Le Haut-commissaire des Nations-Unies pour les Droits de l’homme, Zeid Ra’ad Al Hussein, a demandé instamment vendredi aux autorités israéliennes de « prendre des mesures urgentes pour mettre un terme « aux incidents causant des « morts et des blessés » lors de manifestations dans les Territoires occupés.

Le Haut-commissaire a également demandé à Israël de mener une enquête sur « ces incidents », dans un communiqué publié à Genève.

Un responsable palestinien, Ziad Abou Eïn, est mort mercredi à la suite de heurts avec des soldats israéliens en Cisjordanie.

Selon un porte-parole du gouvernement palestinien, Israël « est responsable du meurtre » de Ziad Abou Eïn, qui a été enterré jeudi.

Ziad Abou Eïn est mort à la suite d’incidents survenus lors d’une manifestation qui se voulait pacifique près d’un village de Cisjordanie, provoquant l’indignation des Palestiniens.

Les incidents qui « sont survenus avant » le décès du responsable palestinien doivent faire l’objet d’une « enquête approfondie », selon M. Zeid, qui a également présenté ses condoléances à « la famille de Ziad Abou Eïn et au peuple palestinien ».

M. Zeid a aussi évoqué le cas d’un adolescent palestinien, très grièvement blessé à la tête par un tir de l’armée israélienne le 10 décembre également, lors de heurts dans le camp de réfugiés de Jelazoun, en Cisjordanie.

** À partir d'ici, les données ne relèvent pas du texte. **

use clap::Parser;
use tokio::signal;
use tracing::{error, info};

use windvane::app::App;
use windvane::config::Config;

#[derive(Parser)]
#[command(name = "windvane", about = "Short-window binary market divergence engine")]
struct Cli {
    /// Path to the config file
    #[arg(long, default_value = "config.toml")]
    config: String,

    /// Log signals without placing orders
    #[arg(long)]
    dry_run: bool,
}

#[tokio::main]
async fn main() {
    let _ = dotenvy::dotenv();
    let cli = Cli::parse();

    let mut config = match Config::load(&cli.config) {
        Ok(c) => c,
        Err(e) => {
            eprintln!("Failed to load config: {e}");
            std::process::exit(1);
        }
    };
    if cli.dry_run {
        config.execution.dry_run = true;
    }

    config.init_logging();
    info!("windvane starting");

    tokio::select! {
        result = App::run(config) => {
            if let Err(e) = result {
                error!(error = %e, "fatal error");
                std::process::exit(1);
            }
        }
        _ = signal::ctrl_c() => {
            info!("shutdown signal received");
        }
    }

    info!("windvane stopped");
}
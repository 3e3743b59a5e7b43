//! Venue-agnostic domain types for the divergence engine.

mod book;
mod episode;
mod id;
mod quote;
mod tick;
mod trade;
mod window;

pub use book::{MarketBook, SideBook};
pub use episode::DivergenceEpisode;
pub use id::{Asset, MarketId, TradeId};
pub use quote::{QuoteSnapshot, Side};
pub use tick::{Tick, VolSnapshot};
pub use trade::{Outcome, Trade};
pub use window::{MarketWindow, WindowSpec, WindowState};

Ces affrontements avaient éclaté après la mort de Ziad Abou Eïn.

« Les blessures de cet enfant doivent également faire l’objet d’une enquête approfondie », a déclaré M. Zeid.

Le Conseil de sécurité de l’ONU a souhaité qu’une « enquête rapide et transparente soit menée » sur la mort du ministre palestinien Ziad Abou Eïn mercredi dans des heurts avec des soldats israéliens, dans une déclaration au ton très modéré.

Cette déclaration unanime, publiée dans la nuit de vendredi à samedi, « prend note de la volonté du gouvernement d’Israël de mener une enquête conjointe sur cet incident ».

Sans émettre de condamnation explicite, les 15 membres du Conseil « expriment leur chagrin » et leurs condoléances et se contentent de rappeler que Ziad Abou Eïn est mort « après une manifestation dans le village palestinien de Turmus Ayya ».

Les membres du Conseil « encouragent les parties prenantes à s’assurer qu’une enquête rapide et transparente est menée ».

Ils les appellent aussi à « faire preuve de la plus grande retenue et à s’abstenir de toute mesure qui pourrait déstabiliser davantage la situation ».

Durant la seule année 2014, indique le Haut-commissariat des droits de l’homme de l’ONU, il y a eu au moins 50 décès de Palestiniens lors d’incidents impliquant les forces de l’ordre israéliennes, en Cisjordanie et Jérusalem-Est.

C’est presque le double du bilan de 2013, qui faisait état de 27 décès palestiniens dans les mêmes circonstances.